> _What is required_
Take the data below and copy exactly the lines starting at the one with "filename src/gas.rs" and finishing at the one with "Constant overhead added", both included.

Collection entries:
□ □ □ □ □ □ □
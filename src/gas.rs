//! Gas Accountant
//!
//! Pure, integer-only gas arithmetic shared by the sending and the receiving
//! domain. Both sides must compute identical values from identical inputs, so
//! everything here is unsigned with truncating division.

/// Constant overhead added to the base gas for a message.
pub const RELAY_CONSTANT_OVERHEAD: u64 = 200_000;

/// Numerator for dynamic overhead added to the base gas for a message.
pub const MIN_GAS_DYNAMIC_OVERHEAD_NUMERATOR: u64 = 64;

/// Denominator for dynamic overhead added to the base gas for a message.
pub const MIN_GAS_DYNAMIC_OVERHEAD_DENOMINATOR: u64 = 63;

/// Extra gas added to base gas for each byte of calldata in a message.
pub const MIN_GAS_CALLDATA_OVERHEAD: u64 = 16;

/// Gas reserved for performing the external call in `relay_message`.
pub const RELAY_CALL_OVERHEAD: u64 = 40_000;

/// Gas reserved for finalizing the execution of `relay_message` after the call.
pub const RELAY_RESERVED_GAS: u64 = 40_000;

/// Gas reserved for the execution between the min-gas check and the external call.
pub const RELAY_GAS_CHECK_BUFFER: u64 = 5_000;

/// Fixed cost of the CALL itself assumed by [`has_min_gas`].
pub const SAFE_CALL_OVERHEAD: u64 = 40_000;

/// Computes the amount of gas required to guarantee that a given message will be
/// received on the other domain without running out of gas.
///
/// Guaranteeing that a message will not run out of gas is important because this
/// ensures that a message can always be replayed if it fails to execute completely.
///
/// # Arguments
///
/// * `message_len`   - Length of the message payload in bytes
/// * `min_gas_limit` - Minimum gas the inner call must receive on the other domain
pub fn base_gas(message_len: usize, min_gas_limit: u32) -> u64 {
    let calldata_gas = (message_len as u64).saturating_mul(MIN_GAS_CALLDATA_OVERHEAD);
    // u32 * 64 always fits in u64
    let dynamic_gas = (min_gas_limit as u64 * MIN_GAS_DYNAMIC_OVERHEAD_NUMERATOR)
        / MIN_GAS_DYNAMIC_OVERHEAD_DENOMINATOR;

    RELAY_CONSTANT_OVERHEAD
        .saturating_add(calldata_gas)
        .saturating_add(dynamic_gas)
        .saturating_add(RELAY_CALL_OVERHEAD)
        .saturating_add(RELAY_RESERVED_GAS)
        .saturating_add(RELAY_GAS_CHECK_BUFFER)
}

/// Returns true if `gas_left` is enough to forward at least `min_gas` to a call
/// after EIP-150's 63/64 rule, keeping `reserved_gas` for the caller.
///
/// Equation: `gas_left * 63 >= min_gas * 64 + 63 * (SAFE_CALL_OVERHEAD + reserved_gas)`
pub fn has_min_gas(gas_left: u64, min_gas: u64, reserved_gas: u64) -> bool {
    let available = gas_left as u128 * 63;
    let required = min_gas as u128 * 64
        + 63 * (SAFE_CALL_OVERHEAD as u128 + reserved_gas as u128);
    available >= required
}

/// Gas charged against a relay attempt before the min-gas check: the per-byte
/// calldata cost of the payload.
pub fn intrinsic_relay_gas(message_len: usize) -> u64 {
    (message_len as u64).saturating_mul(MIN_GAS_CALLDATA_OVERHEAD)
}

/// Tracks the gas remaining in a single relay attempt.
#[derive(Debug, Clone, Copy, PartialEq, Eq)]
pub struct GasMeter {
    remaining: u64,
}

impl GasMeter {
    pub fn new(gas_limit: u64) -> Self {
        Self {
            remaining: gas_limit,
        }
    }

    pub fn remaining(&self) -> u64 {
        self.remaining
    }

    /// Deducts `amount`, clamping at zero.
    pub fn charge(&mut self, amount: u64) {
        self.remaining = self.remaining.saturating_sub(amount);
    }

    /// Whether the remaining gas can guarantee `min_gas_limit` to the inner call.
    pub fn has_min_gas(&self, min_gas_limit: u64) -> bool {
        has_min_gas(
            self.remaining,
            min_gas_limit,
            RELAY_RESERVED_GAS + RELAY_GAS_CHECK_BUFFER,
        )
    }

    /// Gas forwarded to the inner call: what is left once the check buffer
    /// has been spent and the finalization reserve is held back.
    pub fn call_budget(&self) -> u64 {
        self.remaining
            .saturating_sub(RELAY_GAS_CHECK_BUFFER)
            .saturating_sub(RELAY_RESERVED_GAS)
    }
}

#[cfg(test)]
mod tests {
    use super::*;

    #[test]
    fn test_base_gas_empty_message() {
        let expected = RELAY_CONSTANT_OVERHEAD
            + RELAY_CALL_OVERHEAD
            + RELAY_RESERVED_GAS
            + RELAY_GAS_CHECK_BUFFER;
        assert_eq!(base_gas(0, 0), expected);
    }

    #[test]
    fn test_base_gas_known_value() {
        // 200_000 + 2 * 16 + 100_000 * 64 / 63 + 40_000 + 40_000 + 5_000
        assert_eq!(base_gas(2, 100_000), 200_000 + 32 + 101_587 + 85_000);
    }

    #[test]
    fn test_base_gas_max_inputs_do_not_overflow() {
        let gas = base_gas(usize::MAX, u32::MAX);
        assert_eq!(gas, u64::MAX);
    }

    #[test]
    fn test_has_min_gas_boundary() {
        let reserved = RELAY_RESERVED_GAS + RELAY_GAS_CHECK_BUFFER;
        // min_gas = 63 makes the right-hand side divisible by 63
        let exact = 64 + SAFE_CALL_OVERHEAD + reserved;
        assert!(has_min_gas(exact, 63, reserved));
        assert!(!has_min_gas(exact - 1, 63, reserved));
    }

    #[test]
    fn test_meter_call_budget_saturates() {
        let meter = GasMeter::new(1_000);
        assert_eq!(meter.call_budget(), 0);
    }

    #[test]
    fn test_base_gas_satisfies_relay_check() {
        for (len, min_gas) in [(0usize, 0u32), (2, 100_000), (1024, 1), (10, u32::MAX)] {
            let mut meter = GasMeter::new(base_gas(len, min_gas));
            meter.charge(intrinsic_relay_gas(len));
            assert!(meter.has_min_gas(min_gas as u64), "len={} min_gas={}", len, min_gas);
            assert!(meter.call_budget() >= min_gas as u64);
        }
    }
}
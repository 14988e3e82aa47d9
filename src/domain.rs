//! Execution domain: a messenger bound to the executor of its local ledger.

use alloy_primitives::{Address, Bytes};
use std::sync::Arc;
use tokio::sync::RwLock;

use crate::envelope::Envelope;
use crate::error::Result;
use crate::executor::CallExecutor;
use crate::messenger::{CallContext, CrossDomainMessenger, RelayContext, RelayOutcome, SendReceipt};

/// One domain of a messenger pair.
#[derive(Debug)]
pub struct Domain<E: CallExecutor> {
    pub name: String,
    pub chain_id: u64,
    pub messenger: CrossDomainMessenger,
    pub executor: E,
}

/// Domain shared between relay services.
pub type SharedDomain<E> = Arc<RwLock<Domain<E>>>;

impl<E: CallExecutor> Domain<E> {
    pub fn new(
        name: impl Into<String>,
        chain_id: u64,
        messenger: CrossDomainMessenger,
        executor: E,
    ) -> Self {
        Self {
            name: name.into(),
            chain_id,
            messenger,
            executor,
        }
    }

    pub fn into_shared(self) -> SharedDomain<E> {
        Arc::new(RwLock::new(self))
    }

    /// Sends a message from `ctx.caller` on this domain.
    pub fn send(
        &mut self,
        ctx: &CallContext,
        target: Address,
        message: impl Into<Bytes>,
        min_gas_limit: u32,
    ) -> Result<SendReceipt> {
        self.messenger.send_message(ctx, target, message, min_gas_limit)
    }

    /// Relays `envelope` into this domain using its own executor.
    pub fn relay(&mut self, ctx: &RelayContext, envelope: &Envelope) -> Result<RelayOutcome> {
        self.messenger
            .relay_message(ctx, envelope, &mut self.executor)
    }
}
□ □ □ □ □ □ □
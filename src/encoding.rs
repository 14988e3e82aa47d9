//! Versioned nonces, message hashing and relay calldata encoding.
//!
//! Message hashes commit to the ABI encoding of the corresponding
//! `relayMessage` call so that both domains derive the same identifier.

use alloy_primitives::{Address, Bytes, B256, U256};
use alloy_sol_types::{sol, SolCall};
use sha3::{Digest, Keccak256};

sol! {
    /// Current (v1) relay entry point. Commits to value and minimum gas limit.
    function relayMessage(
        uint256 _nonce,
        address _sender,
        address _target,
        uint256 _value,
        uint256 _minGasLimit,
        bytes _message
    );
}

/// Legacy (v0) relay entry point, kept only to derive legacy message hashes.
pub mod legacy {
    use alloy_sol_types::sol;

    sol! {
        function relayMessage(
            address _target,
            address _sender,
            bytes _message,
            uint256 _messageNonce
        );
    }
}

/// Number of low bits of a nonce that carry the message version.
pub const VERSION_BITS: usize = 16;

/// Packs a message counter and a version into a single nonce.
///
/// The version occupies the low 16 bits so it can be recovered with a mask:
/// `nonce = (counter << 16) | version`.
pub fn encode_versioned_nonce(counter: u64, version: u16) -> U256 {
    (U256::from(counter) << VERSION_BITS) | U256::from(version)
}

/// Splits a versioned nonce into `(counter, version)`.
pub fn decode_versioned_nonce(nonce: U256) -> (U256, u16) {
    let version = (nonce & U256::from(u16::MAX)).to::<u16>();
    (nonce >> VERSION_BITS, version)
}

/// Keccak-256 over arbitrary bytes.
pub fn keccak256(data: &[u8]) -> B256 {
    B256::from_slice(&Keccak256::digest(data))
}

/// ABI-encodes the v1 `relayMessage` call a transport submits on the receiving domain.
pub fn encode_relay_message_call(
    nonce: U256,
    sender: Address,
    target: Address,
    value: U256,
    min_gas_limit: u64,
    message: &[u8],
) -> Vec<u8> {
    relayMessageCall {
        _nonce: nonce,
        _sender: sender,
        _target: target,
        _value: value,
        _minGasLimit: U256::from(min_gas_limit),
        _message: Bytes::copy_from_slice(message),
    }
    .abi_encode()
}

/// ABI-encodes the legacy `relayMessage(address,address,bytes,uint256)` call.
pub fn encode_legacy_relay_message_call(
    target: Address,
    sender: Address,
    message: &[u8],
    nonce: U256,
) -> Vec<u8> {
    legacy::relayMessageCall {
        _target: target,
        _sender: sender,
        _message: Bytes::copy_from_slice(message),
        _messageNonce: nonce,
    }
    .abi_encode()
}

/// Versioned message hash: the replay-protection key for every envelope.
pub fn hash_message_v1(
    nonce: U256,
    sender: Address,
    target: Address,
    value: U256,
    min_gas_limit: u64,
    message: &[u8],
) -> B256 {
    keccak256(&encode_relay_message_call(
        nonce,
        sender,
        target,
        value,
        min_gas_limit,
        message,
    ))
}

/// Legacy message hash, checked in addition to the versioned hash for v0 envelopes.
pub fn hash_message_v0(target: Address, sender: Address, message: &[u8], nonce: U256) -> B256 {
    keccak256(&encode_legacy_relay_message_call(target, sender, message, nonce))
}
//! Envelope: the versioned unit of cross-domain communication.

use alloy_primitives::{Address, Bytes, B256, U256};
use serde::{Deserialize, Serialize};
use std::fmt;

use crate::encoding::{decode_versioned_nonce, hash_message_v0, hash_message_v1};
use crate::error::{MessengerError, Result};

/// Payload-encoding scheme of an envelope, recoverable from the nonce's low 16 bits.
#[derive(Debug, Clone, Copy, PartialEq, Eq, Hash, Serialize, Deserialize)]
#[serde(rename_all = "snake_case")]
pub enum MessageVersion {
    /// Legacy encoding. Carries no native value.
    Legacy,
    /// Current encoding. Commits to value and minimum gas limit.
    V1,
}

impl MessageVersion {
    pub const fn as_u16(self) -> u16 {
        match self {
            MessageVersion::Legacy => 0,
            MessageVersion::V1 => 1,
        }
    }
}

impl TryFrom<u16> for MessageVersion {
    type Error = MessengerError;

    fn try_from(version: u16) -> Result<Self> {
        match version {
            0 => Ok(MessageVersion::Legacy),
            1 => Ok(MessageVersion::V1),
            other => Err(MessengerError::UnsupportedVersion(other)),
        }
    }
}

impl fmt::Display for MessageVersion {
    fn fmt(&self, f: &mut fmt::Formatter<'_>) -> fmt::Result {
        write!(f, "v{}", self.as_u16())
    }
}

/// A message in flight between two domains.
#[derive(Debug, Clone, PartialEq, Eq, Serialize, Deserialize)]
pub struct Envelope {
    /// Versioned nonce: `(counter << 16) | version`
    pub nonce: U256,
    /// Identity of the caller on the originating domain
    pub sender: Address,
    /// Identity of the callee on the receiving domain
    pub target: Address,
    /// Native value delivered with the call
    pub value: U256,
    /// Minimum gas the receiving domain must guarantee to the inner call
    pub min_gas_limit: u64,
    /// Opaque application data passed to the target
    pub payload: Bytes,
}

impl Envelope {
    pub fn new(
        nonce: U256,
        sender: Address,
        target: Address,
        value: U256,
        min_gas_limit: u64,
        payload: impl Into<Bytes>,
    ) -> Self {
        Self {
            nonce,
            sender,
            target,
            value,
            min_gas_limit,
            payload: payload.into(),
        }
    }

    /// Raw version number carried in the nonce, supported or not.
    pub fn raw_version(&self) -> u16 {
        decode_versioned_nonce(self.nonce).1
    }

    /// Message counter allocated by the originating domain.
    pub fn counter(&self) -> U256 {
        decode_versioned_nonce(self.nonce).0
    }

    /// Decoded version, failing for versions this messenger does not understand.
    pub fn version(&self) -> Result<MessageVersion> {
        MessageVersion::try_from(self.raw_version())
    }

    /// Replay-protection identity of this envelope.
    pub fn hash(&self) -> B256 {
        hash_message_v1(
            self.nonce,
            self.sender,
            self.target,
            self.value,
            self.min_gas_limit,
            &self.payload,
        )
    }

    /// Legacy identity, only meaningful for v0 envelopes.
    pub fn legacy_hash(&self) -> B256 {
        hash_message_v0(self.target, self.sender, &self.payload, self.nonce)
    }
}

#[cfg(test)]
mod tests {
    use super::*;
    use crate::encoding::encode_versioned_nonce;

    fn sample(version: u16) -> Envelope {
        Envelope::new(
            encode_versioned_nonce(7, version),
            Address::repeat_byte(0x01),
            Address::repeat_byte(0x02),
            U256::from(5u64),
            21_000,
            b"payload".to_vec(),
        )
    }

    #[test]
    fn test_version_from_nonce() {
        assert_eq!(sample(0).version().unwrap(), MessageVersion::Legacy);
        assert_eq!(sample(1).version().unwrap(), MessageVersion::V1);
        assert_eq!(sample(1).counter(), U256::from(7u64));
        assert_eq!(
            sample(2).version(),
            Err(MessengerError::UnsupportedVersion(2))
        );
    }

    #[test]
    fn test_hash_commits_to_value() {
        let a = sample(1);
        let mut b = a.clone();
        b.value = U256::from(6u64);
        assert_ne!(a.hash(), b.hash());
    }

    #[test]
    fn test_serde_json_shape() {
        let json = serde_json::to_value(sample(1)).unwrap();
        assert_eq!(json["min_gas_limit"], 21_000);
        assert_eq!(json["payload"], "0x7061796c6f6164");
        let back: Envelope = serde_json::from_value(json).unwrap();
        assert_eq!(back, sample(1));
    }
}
□ □ □ □ □ □ □
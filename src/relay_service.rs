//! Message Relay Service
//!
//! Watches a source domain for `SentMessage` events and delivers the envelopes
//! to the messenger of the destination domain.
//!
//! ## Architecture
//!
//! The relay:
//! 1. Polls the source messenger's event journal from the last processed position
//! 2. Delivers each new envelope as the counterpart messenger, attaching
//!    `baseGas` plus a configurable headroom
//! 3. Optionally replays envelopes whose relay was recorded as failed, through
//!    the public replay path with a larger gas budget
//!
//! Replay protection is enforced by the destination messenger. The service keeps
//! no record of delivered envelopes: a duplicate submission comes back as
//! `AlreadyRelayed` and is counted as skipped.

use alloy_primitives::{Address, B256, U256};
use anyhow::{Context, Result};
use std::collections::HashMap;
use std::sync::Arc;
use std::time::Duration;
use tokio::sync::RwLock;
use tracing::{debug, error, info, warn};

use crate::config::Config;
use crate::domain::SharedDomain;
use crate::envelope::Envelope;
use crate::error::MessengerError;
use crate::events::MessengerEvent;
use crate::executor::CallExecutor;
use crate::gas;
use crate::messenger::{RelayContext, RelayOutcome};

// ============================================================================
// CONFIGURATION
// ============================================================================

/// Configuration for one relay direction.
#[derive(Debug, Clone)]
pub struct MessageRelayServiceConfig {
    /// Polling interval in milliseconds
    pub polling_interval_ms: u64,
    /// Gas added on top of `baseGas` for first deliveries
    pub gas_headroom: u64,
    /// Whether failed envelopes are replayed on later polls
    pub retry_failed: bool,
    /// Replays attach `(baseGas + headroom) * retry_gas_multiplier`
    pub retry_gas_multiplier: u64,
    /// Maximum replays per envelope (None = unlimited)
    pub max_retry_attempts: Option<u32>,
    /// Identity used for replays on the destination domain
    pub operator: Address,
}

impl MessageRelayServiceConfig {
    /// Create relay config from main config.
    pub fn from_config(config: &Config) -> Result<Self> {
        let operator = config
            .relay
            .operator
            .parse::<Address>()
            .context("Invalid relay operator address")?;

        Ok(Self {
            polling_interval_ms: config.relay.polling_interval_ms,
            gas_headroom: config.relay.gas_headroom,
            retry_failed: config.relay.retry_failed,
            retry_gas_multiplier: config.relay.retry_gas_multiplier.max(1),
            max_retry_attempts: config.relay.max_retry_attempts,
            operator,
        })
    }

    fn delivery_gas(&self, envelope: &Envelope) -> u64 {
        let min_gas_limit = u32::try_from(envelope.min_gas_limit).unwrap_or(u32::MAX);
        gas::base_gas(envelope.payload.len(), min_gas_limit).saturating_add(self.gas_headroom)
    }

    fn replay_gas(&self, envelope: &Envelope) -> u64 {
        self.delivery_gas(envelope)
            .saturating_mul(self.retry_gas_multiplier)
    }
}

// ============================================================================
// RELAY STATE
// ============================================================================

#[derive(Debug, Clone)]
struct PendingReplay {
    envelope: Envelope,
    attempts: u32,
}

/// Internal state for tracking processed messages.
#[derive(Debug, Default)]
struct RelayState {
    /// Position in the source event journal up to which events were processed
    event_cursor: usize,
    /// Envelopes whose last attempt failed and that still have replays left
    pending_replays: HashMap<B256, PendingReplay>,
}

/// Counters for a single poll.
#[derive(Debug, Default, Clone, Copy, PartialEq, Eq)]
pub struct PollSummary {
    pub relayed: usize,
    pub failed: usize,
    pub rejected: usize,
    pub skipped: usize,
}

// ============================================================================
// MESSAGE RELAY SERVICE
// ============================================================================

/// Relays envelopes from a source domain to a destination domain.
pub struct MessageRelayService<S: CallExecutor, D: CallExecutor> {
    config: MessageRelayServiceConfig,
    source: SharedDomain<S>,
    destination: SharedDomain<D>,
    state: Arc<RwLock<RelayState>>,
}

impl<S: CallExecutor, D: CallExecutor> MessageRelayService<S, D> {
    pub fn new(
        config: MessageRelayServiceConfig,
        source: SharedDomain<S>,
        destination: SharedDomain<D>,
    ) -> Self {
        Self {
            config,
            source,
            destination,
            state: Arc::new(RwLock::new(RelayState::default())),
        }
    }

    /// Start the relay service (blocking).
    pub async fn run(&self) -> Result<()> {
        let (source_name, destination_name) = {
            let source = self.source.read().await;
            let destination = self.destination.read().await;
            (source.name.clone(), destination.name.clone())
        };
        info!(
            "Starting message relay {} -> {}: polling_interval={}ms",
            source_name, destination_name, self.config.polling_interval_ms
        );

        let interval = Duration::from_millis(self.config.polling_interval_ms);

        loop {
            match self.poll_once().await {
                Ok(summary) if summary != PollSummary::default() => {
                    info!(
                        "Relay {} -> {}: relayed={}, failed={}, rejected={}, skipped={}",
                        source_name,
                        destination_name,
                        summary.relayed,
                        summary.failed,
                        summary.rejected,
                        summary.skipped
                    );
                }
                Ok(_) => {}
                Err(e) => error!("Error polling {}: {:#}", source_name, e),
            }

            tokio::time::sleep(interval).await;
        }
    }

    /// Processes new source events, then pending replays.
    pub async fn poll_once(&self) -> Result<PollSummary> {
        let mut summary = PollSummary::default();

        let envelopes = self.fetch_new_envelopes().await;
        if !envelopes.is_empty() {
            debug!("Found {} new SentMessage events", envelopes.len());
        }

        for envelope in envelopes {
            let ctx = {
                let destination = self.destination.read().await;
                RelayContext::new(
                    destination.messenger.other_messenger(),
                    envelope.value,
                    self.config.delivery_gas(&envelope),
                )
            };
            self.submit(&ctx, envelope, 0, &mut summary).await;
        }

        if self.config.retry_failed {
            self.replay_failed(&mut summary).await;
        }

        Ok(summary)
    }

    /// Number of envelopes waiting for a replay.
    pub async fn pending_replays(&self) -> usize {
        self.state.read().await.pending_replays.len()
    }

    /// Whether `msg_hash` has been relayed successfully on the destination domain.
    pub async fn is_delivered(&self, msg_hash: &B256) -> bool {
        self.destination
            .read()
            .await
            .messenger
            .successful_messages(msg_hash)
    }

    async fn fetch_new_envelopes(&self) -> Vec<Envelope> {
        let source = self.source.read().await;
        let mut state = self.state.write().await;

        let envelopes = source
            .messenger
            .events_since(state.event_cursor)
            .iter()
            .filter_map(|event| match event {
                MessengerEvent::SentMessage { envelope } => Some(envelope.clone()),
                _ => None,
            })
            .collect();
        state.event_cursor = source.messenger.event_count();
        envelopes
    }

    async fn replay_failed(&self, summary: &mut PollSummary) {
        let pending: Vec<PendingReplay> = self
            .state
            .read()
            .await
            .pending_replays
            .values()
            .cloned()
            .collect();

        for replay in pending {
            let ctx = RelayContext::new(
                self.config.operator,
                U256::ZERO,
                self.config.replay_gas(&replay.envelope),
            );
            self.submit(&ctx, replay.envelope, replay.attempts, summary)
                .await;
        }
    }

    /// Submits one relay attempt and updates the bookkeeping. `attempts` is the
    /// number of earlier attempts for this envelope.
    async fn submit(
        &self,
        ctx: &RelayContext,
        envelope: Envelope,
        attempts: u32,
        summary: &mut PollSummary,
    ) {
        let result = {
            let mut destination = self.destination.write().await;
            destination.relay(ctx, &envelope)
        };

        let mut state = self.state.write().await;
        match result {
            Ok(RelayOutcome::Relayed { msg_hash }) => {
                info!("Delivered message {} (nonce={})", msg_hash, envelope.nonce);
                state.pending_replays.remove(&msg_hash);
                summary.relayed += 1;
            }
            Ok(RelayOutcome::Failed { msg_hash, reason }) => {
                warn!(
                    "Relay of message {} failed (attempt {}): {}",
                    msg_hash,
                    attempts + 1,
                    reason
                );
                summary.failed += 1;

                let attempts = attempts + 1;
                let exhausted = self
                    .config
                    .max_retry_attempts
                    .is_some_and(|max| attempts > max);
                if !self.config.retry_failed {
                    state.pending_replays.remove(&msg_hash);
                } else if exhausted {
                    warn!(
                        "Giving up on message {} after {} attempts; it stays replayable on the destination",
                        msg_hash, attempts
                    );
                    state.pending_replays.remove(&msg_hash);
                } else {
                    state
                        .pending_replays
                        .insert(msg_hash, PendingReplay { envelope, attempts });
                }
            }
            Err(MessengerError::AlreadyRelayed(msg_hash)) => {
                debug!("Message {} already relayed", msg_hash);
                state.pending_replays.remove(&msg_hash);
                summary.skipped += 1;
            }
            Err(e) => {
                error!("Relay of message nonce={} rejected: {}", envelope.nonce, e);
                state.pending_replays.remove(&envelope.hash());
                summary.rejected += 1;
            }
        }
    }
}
□ □ □ □ □ □ □
> _Finished task_
filename src/gas.rs
//! Gas Accountant
//!
//! Pure, integer-only gas arithmetic shared by the sending and the receiving
//! domain. Both sides must compute identical values from identical inputs, so
//! everything here is unsigned with truncating division.

/// Constant overhead added to the base gas for a message.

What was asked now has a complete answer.